The Swaziland Solidarity Network (SSN), a prodemocracy group banned in the kingdom, then reported the police ordered the ban on the instructions of King Mswati.

Later, the Swazi Observer, a newspaper in effect owned by King Mswati, reported the Swazi Police spokesperson Superintendent Khulani Mamba saying no police action was ordered. However, he said the red carpet might have been removed as is might be, ‘misconstrued in other quarters as equating himself to the Head of State [King]’.

He added, ‘A well-intended gesture may have unintended consequences and be read totally out of context.’

The Observer reported Mamba saying, ‘[N]o specific individual instructed the cops to remove the red carpet but was feeling of those who were waiting to welcome him that such good gesture may be lost in interpretation, hence the decision to remove it. 

“The Prime Minister had not ordered it, nor ordered its removal, but given his stature it was felt that such a gesture may be seen as setting him up against authorities.’

It is not surprising that the Prime Minister or any other of the King’s subjects would not want to upset him.

A cable from the US Embassy in Swaziland, made public by Wikileaks, gave a startling example of how the King behaves.

The US Embassy said King Mswati III was ‘not intellectually well developed’ and ‘is not a reader’. It also called him ‘imbalanced’.

The comments about the Swazi King came from Earl Irvine, the then US Ambassador to Swaziland, in February 2010. 

In a confidential cable to Washington released by Wikileaks, Irvine said King Mswati had a ‘lack of wisdom’.

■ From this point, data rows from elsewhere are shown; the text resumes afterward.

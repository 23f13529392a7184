//! Pure Rust image processing backend built on the `image` crate.
//!
//! Everything is statically linked into the binary.
//!
//! ## Crate mapping
//!
//! | Operation | Crate / function |
//! |---|---|
//! | Decode (JPEG, PNG, TIFF, WebP, GIF, BMP) | `image::ImageReader` with format sniffing |
//! | Rasterize | `DynamicImage::resize_exact` with `Lanczos3` filter |
//! | Encode → JPEG | `image::codecs::jpeg::JpegEncoder` (quality-aware) |
//! | Encode → PNG | `image::codecs::png::PngEncoder` (lossless, ignores quality) |
//! | Encode → WebP | `image::codecs::webp::WebPEncoder` (lossless only, ignores quality) |
//! | Encode → TIFF, GIF, BMP | `DynamicImage::write_to` |

use super::backend::{BackendError, Dimensions, ImageBackend, Raster};
use super::params::QualityHint;
use image::imageops::FilterType;
use image::{ColorType, DynamicImage, ImageFormat, ImageReader};
use std::borrow::Cow;
use std::io::Cursor;
use std::sync::LazyLock;

/// Extensions whose decoders are compiled in and known to work.
///
/// AVIF is not listed: decoding it would need `"avif-native"`, a C library we
/// don't link. Every format here is also an output the encoder accepts.
const PHOTO_CANDIDATES: &[(&str, ImageFormat)] = &[
    ("jpg", ImageFormat::Jpeg),
    ("jpeg", ImageFormat::Jpeg),
    ("png", ImageFormat::Png),
    ("tif", ImageFormat::Tiff),
    ("tiff", ImageFormat::Tiff),
    ("webp", ImageFormat::WebP),
    ("gif", ImageFormat::Gif),
    ("bmp", ImageFormat::Bmp),
];

static SUPPORTED_EXTENSIONS: LazyLock<Vec<&'static str>> = LazyLock::new(|| {
    PHOTO_CANDIDATES
        .iter()
        .filter(|(_, fmt)| fmt.reading_enabled())
        .map(|(ext, _)| *ext)
        .collect()
});

/// Returns the set of image file extensions that have working decoders compiled in.
pub fn supported_input_extensions() -> &'static [&'static str] {
    &SUPPORTED_EXTENSIONS
}

/// Pure Rust backend using the `image` crate ecosystem.
///
/// See the [module docs](self) for the crate-to-operation mapping.
pub struct RustBackend;

impl RustBackend {
    pub fn new() -> Self {
        Self
    }
}

impl Default for RustBackend {
    fn default() -> Self {
        Self::new()
    }
}

impl Raster for DynamicImage {
    fn dimensions(&self) -> Dimensions {
        Dimensions {
            width: self.width(),
            height: self.height(),
        }
    }
}

/// Encoders below only take 8-bit layouts; widen everything else to RGBA8.
fn to_8bit(img: &DynamicImage) -> Cow<'_, DynamicImage> {
    match img.color() {
        ColorType::L8 | ColorType::La8 | ColorType::Rgb8 | ColorType::Rgba8 => Cow::Borrowed(img),
        _ => Cow::Owned(DynamicImage::ImageRgba8(img.to_rgba8())),
    }
}

fn encode_failed(media_type: &str) -> impl FnOnce(image::ImageError) -> BackendError + '_ {
    move |e| BackendError::Encode {
        media_type: media_type.to_string(),
        reason: e.to_string(),
    }
}

impl ImageBackend for RustBackend {
    type Decoded = DynamicImage;
    type Surface = DynamicImage;

    fn decode(&self, bytes: &[u8]) -> Result<DynamicImage, BackendError> {
        ImageReader::new(Cursor::new(bytes))
            .with_guessed_format()
            .map_err(BackendError::Io)?
            .decode()
            .map_err(|e| BackendError::Decode(e.to_string()))
    }

    fn rasterize(
        &self,
        raster: &DynamicImage,
        width: u32,
        height: u32,
    ) -> Result<DynamicImage, BackendError> {
        if width == 0 || height == 0 {
            return Err(BackendError::Rasterize {
                width,
                height,
                reason: "target has no pixels".into(),
            });
        }
        Ok(raster.resize_exact(width, height, FilterType::Lanczos3))
    }

    fn encode(
        &self,
        surface: &DynamicImage,
        media_type: &str,
        quality: QualityHint,
    ) -> Result<Vec<u8>, BackendError> {
        let mut buf = Cursor::new(Vec::new());

        match media_type {
            "image/jpeg" | "image/jpg" => {
                // JPEG has no alpha channel
                let rgb = DynamicImage::ImageRgb8(surface.to_rgb8());
                let encoder = image::codecs::jpeg::JpegEncoder::new_with_quality(
                    &mut buf,
                    quality.as_percent(),
                );
                rgb.write_with_encoder(encoder)
                    .map_err(encode_failed(media_type))?;
            }
            "image/png" => {
                let encoder = image::codecs::png::PngEncoder::new(&mut buf);
                to_8bit(surface)
                    .write_with_encoder(encoder)
                    .map_err(encode_failed(media_type))?;
            }
            "image/webp" => {
                let rgba = DynamicImage::ImageRgba8(surface.to_rgba8());
                let encoder = image::codecs::webp::WebPEncoder::new_lossless(&mut buf);
                rgba.write_with_encoder(encoder)
                    .map_err(encode_failed(media_type))?;
            }
            "image/tiff" => to_8bit(surface)
                .write_to(&mut buf, ImageFormat::Tiff)
                .map_err(encode_failed(media_type))?,
            "image/gif" => DynamicImage::ImageRgba8(surface.to_rgba8())
                .write_to(&mut buf, ImageFormat::Gif)
                .map_err(encode_failed(media_type))?,
            "image/bmp" => DynamicImage::ImageRgba8(surface.to_rgba8())
                .write_to(&mut buf, ImageFormat::Bmp)
                .map_err(encode_failed(media_type))?,
            other => return Err(BackendError::UnsupportedMediaType(other.to_string())),
        }

        Ok(buf.into_inner())
    }
}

Quoting an informant, Irvine wrote the king was ‘not a reader, and will not review documents left for him’.  [The informant] called the king ‘not intellectually well-developed,’ and contrasted the current sovereign’s scant educational background with Sobhuza II, who was educated at Lovedale College in South Africa alongside future leaders of South Africa’s African National Congress (ANC).  

‘Essentially a bastard outsider to the royal family, King Mswati III was plucked from relative obscurity when members of the royal family could not come to an agreement on a successor to King Sobhuza II,’ the cable said.

‘After Mswati III was selected to be the next king, a posthumous marriage of Sobhuza II to Ntombi [the Queen Mother] was quickly arranged, according to our interlocutor.’

Irvine wrote, ‘Unlike in his early years, the King now identifies and pushes specific projects, and will look to replace ministers or employees who are unable to provide progress on those projects.’

Irvine quoted his informant calling King Mswati ‘imbalanced’. He gave an anecdote to illustrate this.   ‘The King, [the informant] said, invited about forty officials and advisors to a basement in one of his palaces, where they all sat on the floor to attend to him.  King Mswati III turned up the heater, which warmed the floor first, until the temperature in the room reached about 40 degrees Celsius, and told inconsequential stories to those gathered while they sweated, merely to show them he was in power.’